Posts Tagged ‘holes’

Working With Wool After All …

Sunday, April 9th, 2023

The project I referred to in my previous post continues. I had already decided to make this a 100% recycling of materials project because the gifted materials make it possible – but it is challenging.

Many who use recycled garments in their art include details like belt loops, button holes, pockets and collars, showing the work’s made from a recycled garment, with clues to its former life. Because I don’t want my wool art quilt to say ‘garment;’ or ‘coat’ to the viewer, I laboriously deconstructed the two coats.

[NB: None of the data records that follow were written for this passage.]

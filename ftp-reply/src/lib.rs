// Copyright © 2026 the ftp-rs authors
//
// Permission is hereby granted, free of charge, to any person obtaining a copy
// of this software and associated documentation files (the “Software”), to
// deal in the Software without restriction, including without limitation the
// rights to use, copy, modify, merge, publish, distribute, sublicense, and/or
// sell copies of the Software, and to permit persons to whom the Software is
// furnished to do so, subject to the following conditions:
//
// The above copyright notice and this permission notice shall be included in
// all copies or substantial portions of the Software.
//
// THE SOFTWARE IS PROVIDED “AS IS”, WITHOUT WARRANTY OF ANY KIND, EXPRESS OR
// IMPLIED, INCLUDING BUT NOT LIMITED TO THE WARRANTIES OF MERCHANTABILITY,
// FITNESS FOR A PARTICULAR PURPOSE AND NONINFRINGEMENT. IN NO EVENT SHALL THE
// AUTHORS OR COPYRIGHT HOLDERS BE LIABLE FOR ANY CLAIM, DAMAGES OR OTHER
// LIABILITY, WHETHER IN AN ACTION OF CONTRACT, TORT OR OTHERWISE, ARISING
// FROM, OUT OF OR IN CONNECTION WITH THE SOFTWARE OR THE USE OR OTHER DEALINGS
// IN THE SOFTWARE.

//! # FTP REPLY PARSING
//! **Based on RFC 959 §4.2**
//!
//! Turns raw, CRLF-stripped lines from an FTP control channel into a
//! structured [Reply], and provides the small set of auxiliary parsers
//! (PASV, PORT, SIZE, PWD) needed to drive a data channel and interpret the
//! handful of replies whose message carries a machine-readable payload.
//!
//! ---------------------------------------------------------------------------
//!
//! To use this crate:
//! - Accumulate lines from the control channel and pass them to
//!   [parse_reply] once a terminator line has been seen.
//! - Inspect the resulting [Reply] with its predicate methods.
//! - Use [pasv::parse_pasv_reply] / [pasv::format_port_argument] /
//!   [pasv::parse_size_reply] / [pasv::parse_pwd_reply] for the replies that
//!   carry a data-channel endpoint, a numeric size, or a quoted path.
//!
//! [Reply]: Reply
//! [parse_reply]: parse_reply

pub mod pasv;

pub use pasv::{format_port_argument, parse_pasv_reply, parse_pwd_reply, parse_size_reply};

/// ## REPLY
///
/// A structured FTP server reply: a three-digit [code], a human-readable
/// [message] (the per-line text after the code, joined with `\n` for
/// multiline replies), and the [lines] as received, preserved for
/// diagnostics.
///
/// [code]: Reply::code
/// [message]: Reply::message
/// [lines]: Reply::lines
#[derive(Debug, Clone, PartialEq, Eq)]
pub struct Reply {
    pub code: u16,
    pub message: String,
    pub lines: Vec<String>,
}

impl Reply {
    /// 1xx — acknowledges that a data transfer is starting.
    pub fn is_preliminary(&self) -> bool {
        self.code / 100 == 1
    }

    /// 2xx — the requested action has succeeded.
    pub fn is_success(&self) -> bool {
        self.code / 100 == 2
    }

    /// 3xx — the command was accepted but further information is required.
    pub fn is_intermediate(&self) -> bool {
        self.code / 100 == 3
    }

    /// 4xx — the command failed for a reason the caller may retry.
    pub fn is_transient_error(&self) -> bool {
        self.code / 100 == 4
    }

    /// 5xx — the command failed permanently.
    pub fn is_permanent_error(&self) -> bool {
        self.code / 100 == 5
    }

    /// Either flavor of negative reply (4xx or 5xx).
    pub fn is_error(&self) -> bool {
        self.is_transient_error() || self.is_permanent_error()
    }
}

impl std::fmt::Display for Reply {
    fn fmt(&self, f: &mut std::fmt::Formatter<'_>) -> std::fmt::Result {
        write!(f, "{} {}", self.code, self.message)
    }
}

/// ## PARSE ERROR
///
/// Distinguishes the ways a sequence of lines can fail to form a valid
/// [Reply], preserving the offending text for logging.
///
/// [Reply]: Reply
#[derive(Debug, Clone, thiserror::Error, PartialEq, Eq)]
pub enum ParseError {
    #[error("empty reply")]
    Empty,

    #[error("malformed status line: {0:?}")]
    MalformedStatusLine(String),

    #[error("multiline reply never reached its terminator line")]
    UnterminatedMultiline,

    #[error("invalid PASV tuple in reply: {0:?}")]
    InvalidPasvTuple(String),

    #[error("invalid host address: {0:?}")]
    InvalidHostAddress(String),
}

/// ### PARSE REPLY
/// **Based on RFC 959 §4.2**
///
/// Parses a complete, ordered sequence of CRLF-stripped lines into a
/// [Reply].
///
/// The first line must begin with three ASCII digits, which become
/// [Reply::code]. If the fourth character of the first line is `-`, the
/// reply is multiline: further lines are expected until one begins with the
/// same three digits followed by a space, and [Reply::message] joins each
/// line's text (the part after the code prefix) with `\n`. A single-line
/// reply's message is simply the text after the first space.
///
/// This function does not read from a socket — callers are expected to
/// collect the lines first (see `ftp_client::control::ControlChannel::recv_reply`),
/// checking after each line whether a terminator has been reached.
///
/// [Reply]: Reply
pub fn parse_reply(lines: &[String]) -> Result<Reply, ParseError> {
    let first = lines.first().ok_or(ParseError::Empty)?;
    let code = parse_code(first)?;

    // Single-line reply: message is whatever follows the first space (if
    // any) on the first line.
    if lines.len() == 1 {
        let message = first.get(4..).unwrap_or("").to_string();
        return Ok(Reply {
            code,
            message,
            lines: lines.to_vec(),
        });
    }

    // Multiline reply: every line contributes its post-code text, joined by
    // newlines. The terminator line (matched by the caller via
    // `is_multiline_terminator`) is included like any other line.
    let mut parts = Vec::with_capacity(lines.len());
    for line in lines {
        parts.push(strip_code_prefix(line, code));
    }
    Ok(Reply {
        code,
        message: parts.join("\n"),
        lines: lines.to_vec(),
    })
}

/// Whether `line`'s first line marks the body as multiline (fourth
/// character is `-`).
pub fn is_multiline_start(first_line: &str) -> bool {
    first_line.as_bytes().get(3) == Some(&b'-')
}

/// Whether `line` is the terminator of a multiline reply begun with `code`
/// (it starts with the three digits of `code` followed by a space).
pub fn is_multiline_terminator(line: &str, code: u16) -> bool {
    let prefix = format!("{code:03}");
    line.len() >= 4 && line.starts_with(&prefix) && line.as_bytes()[3] == b' '
}

fn parse_code(first_line: &str) -> Result<u16, ParseError> {
    let digits = first_line
        .get(0..3)
        .ok_or_else(|| ParseError::MalformedStatusLine(first_line.to_string()))?;
    let code: u16 = digits
        .parse()
        .map_err(|_| ParseError::MalformedStatusLine(first_line.to_string()))?;
    if !(100..=599).contains(&code) {
        return Err(ParseError::MalformedStatusLine(first_line.to_string()));
    }
    Ok(code)
}

fn strip_code_prefix(line: &str, code: u16) -> &str {
    let prefix_with_dash = format!("{code:03}-");
    let prefix_with_space = format!("{code:03} ");
    if let Some(rest) = line.strip_prefix(&prefix_with_dash) {
        rest
    } else if let Some(rest) = line.strip_prefix(&prefix_with_space) {
        rest
    } else {
        line
    }
}

#[cfg(test)]
mod tests {
    use super::*;

    #[test]
    fn single_line_reply() {
        let lines = vec!["220 Welcome".to_string()];
        let reply = parse_reply(&lines).unwrap();
        assert_eq!(reply.code, 220);
        assert_eq!(reply.message, "Welcome");
        assert!(reply.is_success());
    }

    #[test]
    fn multiline_reply_joins_with_newline() {
        let lines = vec![
            "220-Line1".to_string(),
            "220-Line2".to_string(),
            "220 Done".to_string(),
        ];
        let reply = parse_reply(&lines).unwrap();
        assert_eq!(reply.code, 220);
        assert_eq!(reply.message, "Line1\nLine2\nDone");
    }

    #[test]
    fn rejects_empty_input() {
        assert_eq!(parse_reply(&[]).unwrap_err(), ParseError::Empty);
    }

    #[test]
    fn rejects_non_numeric_code() {
        let lines = vec!["abc Welcome".to_string()];
        assert!(matches!(
            parse_reply(&lines),
            Err(ParseError::MalformedStatusLine(_))
        ));
    }

    #[test]
    fn rejects_out_of_range_code() {
        let lines = vec!["999 oh no".to_string()];
        assert!(matches!(
            parse_reply(&lines),
            Err(ParseError::MalformedStatusLine(_))
        ));
    }

    #[test]
    fn predicates_cover_every_class() {
        for (code, preliminary, success, intermediate, transient, permanent) in [
            (150u16, true, false, false, false, false),
            (226, false, true, false, false, false),
            (350, false, false, true, false, false),
            (426, false, false, false, true, false),
            (550, false, false, false, false, true),
        ] {
            let reply = Reply {
                code,
                message: String::new(),
                lines: vec![],
            };
            assert_eq!(reply.is_preliminary(), preliminary);
            assert_eq!(reply.is_success(), success);
            assert_eq!(reply.is_intermediate(), intermediate);
            assert_eq!(reply.is_transient_error(), transient);
            assert_eq!(reply.is_permanent_error(), permanent);
        }
    }
}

I’ve been making samples on the small bits, but for the moment I’m not cutting up the larger areas until I’m more sure of the composition.

The entry rules require the wool composition on both the back and the front to be at least 60%. The red fabric is 50% wool, and the black 70%, so I’m considering some kind of red/black checkerboard grid, but I might put that on the back, because I also have a 65% wool cape which I might use for the front if I further develop a radial design that I’m considering, too.

Whatever I do, though, there will be added woolly elements, so time to show some of the things I’ve been playing with:

Some of the stitched element possibilities I’m considering

 

Wool wound around my fingers and stitched down.
Overcoming my hesitation, today I cut into one of the knitted samples for a section of rib knit, which frayed wonderfully.
Some more possibilities…

Collecting With Pinterest

Friday, January 24th, 2020

Peridocially I write a post titled ‘Browsing with Pinterest’. Today I have ‘holes’ on my mind again, and invite you to dip into one of my own Pinterest boards with the theme ‘holes’. Pinterest is such an interesting app for those of us who, in an earlier life would have cut pics from Mum’s old magazines and pasted them into a large blank paged scrap book, often without comment. When I was young kids also collected playing cards for their images, haggling with fellow collectors to exchange something we really wanted from their collections in turn for something we hoped they’d want from our own pack. sometimes what you wanted needed two cards to be handed over… and so people built quite large collections, some almost too much for young hands to hold and manage, she remembers with envy.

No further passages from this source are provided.